Dataset entries
=-=-=

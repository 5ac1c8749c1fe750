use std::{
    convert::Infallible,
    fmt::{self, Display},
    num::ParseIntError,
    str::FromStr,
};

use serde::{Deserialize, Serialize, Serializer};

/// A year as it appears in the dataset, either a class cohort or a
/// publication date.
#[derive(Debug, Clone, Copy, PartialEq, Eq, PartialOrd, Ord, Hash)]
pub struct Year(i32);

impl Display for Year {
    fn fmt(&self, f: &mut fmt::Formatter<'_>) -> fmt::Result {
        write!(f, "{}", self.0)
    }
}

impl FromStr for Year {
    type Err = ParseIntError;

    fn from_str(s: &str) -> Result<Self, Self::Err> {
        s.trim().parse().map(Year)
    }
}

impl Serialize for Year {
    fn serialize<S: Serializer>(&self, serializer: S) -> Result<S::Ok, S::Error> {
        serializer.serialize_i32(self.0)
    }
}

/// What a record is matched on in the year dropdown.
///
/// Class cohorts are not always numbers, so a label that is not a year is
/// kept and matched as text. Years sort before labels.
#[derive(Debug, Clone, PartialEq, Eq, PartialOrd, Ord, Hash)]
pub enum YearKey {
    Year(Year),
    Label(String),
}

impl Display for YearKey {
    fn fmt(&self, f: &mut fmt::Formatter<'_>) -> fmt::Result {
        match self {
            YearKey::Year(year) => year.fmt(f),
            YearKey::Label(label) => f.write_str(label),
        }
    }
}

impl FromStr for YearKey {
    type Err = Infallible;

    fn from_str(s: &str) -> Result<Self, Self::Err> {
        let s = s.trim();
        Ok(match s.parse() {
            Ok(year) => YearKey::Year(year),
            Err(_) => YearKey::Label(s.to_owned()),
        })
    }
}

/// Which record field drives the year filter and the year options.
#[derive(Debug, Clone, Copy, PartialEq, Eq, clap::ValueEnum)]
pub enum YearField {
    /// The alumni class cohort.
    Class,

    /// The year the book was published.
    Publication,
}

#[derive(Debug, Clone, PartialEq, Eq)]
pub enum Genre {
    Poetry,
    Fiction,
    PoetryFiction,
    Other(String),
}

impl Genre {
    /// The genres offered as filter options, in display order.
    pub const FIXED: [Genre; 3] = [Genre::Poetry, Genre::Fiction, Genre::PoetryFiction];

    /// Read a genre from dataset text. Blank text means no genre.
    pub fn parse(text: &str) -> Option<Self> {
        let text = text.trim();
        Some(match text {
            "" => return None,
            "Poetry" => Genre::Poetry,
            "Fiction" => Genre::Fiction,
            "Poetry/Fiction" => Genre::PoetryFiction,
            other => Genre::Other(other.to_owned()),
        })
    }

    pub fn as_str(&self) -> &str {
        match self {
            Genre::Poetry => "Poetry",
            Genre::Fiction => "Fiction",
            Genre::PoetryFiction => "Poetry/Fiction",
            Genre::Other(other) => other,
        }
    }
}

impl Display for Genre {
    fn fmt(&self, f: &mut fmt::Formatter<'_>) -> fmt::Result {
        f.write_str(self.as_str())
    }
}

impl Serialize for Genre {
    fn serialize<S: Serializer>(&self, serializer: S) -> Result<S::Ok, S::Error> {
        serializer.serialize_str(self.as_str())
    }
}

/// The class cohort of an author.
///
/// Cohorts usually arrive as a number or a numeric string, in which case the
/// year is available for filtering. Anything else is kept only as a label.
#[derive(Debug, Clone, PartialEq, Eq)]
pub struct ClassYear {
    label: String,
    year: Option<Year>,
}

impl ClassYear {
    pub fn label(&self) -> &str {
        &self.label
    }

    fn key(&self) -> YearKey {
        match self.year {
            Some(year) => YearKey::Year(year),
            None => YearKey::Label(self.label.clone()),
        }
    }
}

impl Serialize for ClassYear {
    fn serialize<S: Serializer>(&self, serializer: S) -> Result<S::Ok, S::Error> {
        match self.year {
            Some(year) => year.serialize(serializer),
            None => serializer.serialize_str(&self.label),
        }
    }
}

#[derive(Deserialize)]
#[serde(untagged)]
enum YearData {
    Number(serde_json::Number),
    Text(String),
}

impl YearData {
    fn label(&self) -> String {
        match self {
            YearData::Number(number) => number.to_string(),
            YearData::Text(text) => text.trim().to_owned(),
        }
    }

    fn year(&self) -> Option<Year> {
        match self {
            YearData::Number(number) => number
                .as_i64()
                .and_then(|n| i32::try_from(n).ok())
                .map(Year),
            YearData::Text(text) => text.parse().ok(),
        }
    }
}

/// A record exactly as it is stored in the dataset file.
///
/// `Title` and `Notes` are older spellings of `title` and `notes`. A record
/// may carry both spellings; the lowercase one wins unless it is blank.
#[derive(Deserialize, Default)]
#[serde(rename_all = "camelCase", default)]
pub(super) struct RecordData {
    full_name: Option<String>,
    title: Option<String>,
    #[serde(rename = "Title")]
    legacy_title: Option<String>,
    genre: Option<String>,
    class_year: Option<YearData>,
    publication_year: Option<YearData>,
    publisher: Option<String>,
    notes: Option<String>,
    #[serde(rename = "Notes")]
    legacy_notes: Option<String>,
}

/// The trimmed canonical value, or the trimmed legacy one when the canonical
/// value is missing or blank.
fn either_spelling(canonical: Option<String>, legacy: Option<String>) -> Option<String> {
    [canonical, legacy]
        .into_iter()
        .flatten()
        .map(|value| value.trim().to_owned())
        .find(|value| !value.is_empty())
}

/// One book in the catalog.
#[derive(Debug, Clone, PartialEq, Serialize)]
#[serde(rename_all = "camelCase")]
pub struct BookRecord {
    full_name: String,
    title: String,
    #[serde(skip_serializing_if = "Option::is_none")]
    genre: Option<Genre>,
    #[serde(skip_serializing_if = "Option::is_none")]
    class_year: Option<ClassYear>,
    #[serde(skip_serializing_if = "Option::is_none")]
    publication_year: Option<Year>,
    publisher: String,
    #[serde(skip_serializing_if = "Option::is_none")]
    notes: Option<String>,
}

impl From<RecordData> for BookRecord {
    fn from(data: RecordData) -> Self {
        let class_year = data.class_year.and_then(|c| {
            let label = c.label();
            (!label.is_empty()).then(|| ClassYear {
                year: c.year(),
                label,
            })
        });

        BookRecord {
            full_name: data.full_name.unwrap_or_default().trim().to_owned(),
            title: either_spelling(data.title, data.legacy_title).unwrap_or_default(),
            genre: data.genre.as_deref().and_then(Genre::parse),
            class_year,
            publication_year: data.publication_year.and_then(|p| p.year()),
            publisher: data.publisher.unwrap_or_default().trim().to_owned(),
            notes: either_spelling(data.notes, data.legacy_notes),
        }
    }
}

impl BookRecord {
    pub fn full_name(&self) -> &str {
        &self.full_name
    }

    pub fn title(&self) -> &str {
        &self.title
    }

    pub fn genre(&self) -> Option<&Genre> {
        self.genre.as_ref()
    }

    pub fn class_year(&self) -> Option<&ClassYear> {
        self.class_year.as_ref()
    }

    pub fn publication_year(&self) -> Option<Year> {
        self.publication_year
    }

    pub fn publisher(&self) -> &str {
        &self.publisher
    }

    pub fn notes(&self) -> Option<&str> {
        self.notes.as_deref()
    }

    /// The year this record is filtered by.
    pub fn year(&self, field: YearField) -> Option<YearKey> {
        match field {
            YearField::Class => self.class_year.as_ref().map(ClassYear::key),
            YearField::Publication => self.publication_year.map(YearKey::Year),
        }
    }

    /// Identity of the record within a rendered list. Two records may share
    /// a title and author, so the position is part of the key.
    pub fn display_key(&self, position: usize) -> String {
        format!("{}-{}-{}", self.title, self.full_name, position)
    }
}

=-=-=

Work request -> Copy each of the records above so that nothing differs from the original.

Response ->
repository 5ac1c8749c1fe750
use std::{
    convert::Infallible,
    fmt::{self, Display},
    num::ParseIntError,
    str::FromStr,
};

use serde::{Deserialize, Serialize, Serializer};

/// A year as it appears in the dataset, either a class cohort or a
/// publication date.
#[derive(Debug, Clone, Copy, PartialEq, Eq, PartialOrd, Ord, Hash)]
pub struct Year(i32);

impl Display for Year {
    fn fmt(&self, f: &mut fmt::Formatter<'_>) -> fmt::Result {
        write!(f, "{}", self.0)
    }
}

impl FromStr for Year {
    type Err = ParseIntError;

    fn from_str(s: &str) -> Result<Self, Self::Err> {
        s.trim().parse().map(Year)
    }
}

impl Serialize for Year {
    fn serialize<S: Serializer>(&self, serializer: S) -> Result<S::Ok, S::Error> {
        serializer.serialize_i32(self.0)
    }
}

/// What a record is matched on in the year dropdown.
///
/// Class cohorts are not always numbers, so a label that is not a year is
/// kept and matched as text. Years sort before labels.
#[derive(Debug, Clone, PartialEq, Eq, PartialOrd, Ord, Hash)]
pub enum YearKey {
    Year(Year),
    Label(String),
}

impl Display for YearKey {
    fn fmt(&self, f: &mut fmt::Formatter<'_>) -> fmt::Result {
        match self {
            YearKey::Year(year) => year.fmt(f),
            YearKey::Label(label) => f.write_str(label),
        }
    }
}

impl FromStr for YearKey {
    type Err = Infallible;

    fn from_str(s: &str) -> Result<Self, Self::Err> {
        let s = s.trim();
        Ok(match s.parse() {
            Ok(year) => YearKey::Year(year),
            Err(_) => YearKey::Label(s.to_owned()),
        })
    }
}

/// Which record field drives the year filter and the year options.
#[derive(Debug, Clone, Copy, PartialEq, Eq, clap::ValueEnum)]
pub enum YearField {
    /// The alumni class cohort.
    Class,

    /// The year the book was published.
    Publication,
}

#[derive(Debug, Clone, PartialEq, Eq)]
pub enum Genre {
    Poetry,
    Fiction,
    PoetryFiction,
    Other(String),
}

impl Genre {
    /// The genres offered as filter options, in display order.
    pub const FIXED: [Genre; 3] = [Genre::Poetry, Genre::Fiction, Genre::PoetryFiction];

    /// Read a genre from dataset text. Blank text means no genre.
    pub fn parse(text: &str) -> Option<Self> {
        let text = text.trim();
        Some(match text {
            "" => return None,
            "Poetry" => Genre::Poetry,
            "Fiction" => Genre::Fiction,
            "Poetry/Fiction" => Genre::PoetryFiction,
            other => Genre::Other(other.to_owned()),
        })
    }

    pub fn as_str(&self) -> &str {
        match self {
            Genre::Poetry => "Poetry",
            Genre::Fiction => "Fiction",
            Genre::PoetryFiction => "Poetry/Fiction",
            Genre::Other(other) => other,
        }
    }
}

impl Display for Genre {
    fn fmt(&self, f: &mut fmt::Formatter<'_>) -> fmt::Result {
        f.write_str(self.as_str())
    }
}

impl Serialize for Genre {
    fn serialize<S: Serializer>(&self, serializer: S) -> Result<S::Ok, S::Error> {
        serializer.serialize_str(self.as_str())
    }
}

/// The class cohort of an author.
///
/// Cohorts usually arrive as a number or a numeric string, in which case the
/// year is available for filtering. Anything else is kept only as a label.
#[derive(Debug, Clone, PartialEq, Eq)]
pub struct ClassYear {
    label: String,
    year: Option<Year>,
}

impl ClassYear {
    pub fn label(&self) -> &str {
        &self.label
    }

    fn key(&self) -> YearKey {
        match self.year {
            Some(year) => YearKey::Year(year),
            None => YearKey::Label(self.label.clone()),
        }
    }
}

impl Serialize for ClassYear {
    fn serialize<S: Serializer>(&self, serializer: S) -> Result<S::Ok, S::Error> {
        match self.year {
            Some(year) => year.serialize(serializer),
            None => serializer.serialize_str(&self.label),
        }
    }
}

#[derive(Deserialize)]
#[serde(untagged)]
enum YearData {
    Number(serde_json::Number),
    Text(String),
}

impl YearData {
    fn label(&self) -> String {
        match self {
            YearData::Number(number) => number.to_string(),
            YearData::Text(text) => text.trim().to_owned(),
        }
    }

    fn year(&self) -> Option<Year> {
        match self {
            YearData::Number(number) => number
                .as_i64()
                .and_then(|n| i32::try_from(n).ok())
                .map(Year),
            YearData::Text(text) => text.parse().ok(),
        }
    }
}

/// A record exactly as it is stored in the dataset file.
///
/// `Title` and `Notes` are older spellings of `title` and `notes`. A record
/// may carry both spellings; the lowercase one wins unless it is blank.
#[derive(Deserialize, Default)]
#[serde(rename_all = "camelCase", default)]
pub(super) struct RecordData {
    full_name: Option<String>,
    title: Option<String>,
    #[serde(rename = "Title")]
    legacy_title: Option<String>,
    genre: Option<String>,
    class_year: Option<YearData>,
    publication_year: Option<YearData>,
    publisher: Option<String>,
    notes: Option<String>,
    #[serde(rename = "Notes")]
    legacy_notes: Option<String>,
}

/// The trimmed canonical value, or the trimmed legacy one when the canonical
/// value is missing or blank.
fn either_spelling(canonical: Option<String>, legacy: Option<String>) -> Option<String> {
    [canonical, legacy]
        .into_iter()
        .flatten()
        .map(|value| value.trim().to_owned())
        .find(|value| !value.is_empty())
}

/// One book in the catalog.
#[derive(Debug, Clone, PartialEq, Serialize)]
#[serde(rename_all = "camelCase")]
pub struct BookRecord {
    full_name: String,
    title: String,
    #[serde(skip_serializing_if = "Option::is_none")]
    genre: Option<Genre>,
    #[serde(skip_serializing_if = "Option::is_none")]
    class_year: Option<ClassYear>,
    #[serde(skip_serializing_if = "Option::is_none")]
    publication_year: Option<Year>,
    publisher: String,
    #[serde(skip_serializing_if = "Option::is_none")]
    notes: Option<String>,
}

impl From<RecordData> for BookRecord {
    fn from(data: RecordData) -> Self {
        let class_year = data.class_year.and_then(|c| {
            let label = c.label();
            (!label.is_empty()).then(|| ClassYear {
                year: c.year(),
                label,
            })
        });

        BookRecord {
            full_name: data.full_name.unwrap_or_default().trim().to_owned(),
            title: either_spelling(data.title, data.legacy_title).unwrap_or_default(),
            genre: data.genre.as_deref().and_then(Genre::parse),
            class_year,
            publication_year: data.publication_year.and_then(|p| p.year()),
            publisher: data.publisher.unwrap_or_default().trim().to_owned(),
            notes: either_spelling(data.notes, data.legacy_notes),
        }
    }
}

impl BookRecord {
    pub fn full_name(&self) -> &str {
        &self.full_name
    }

    pub fn title(&self) -> &str {
        &self.title
    }

    pub fn genre(&self) -> Option<&Genre> {
        self.genre.as_ref()
    }

    pub fn class_year(&self) -> Option<&ClassYear> {
        self.class_year.as_ref()
    }

    pub fn publication_year(&self) -> Option<Year> {
        self.publication_year
    }

    pub fn publisher(&self) -> &str {
        &self.publisher
    }

    pub fn notes(&self) -> Option<&str> {
        self.notes.as_deref()
    }

    /// The year this record is filtered by.
    pub fn year(&self, field: YearField) -> Option<YearKey> {
        match field {
            YearField::Class => self.class_year.as_ref().map(ClassYear::key),
            YearField::Publication => self.publication_year.map(YearKey::Year),
        }
    }

    /// Identity of the record within a rendered list. Two records may share
    /// a title and author, so the position is part of the key.
    pub fn display_key(&self, position: usize) -> String {
        format!("{}-{}-{}", self.title, self.full_name, position)
    }
}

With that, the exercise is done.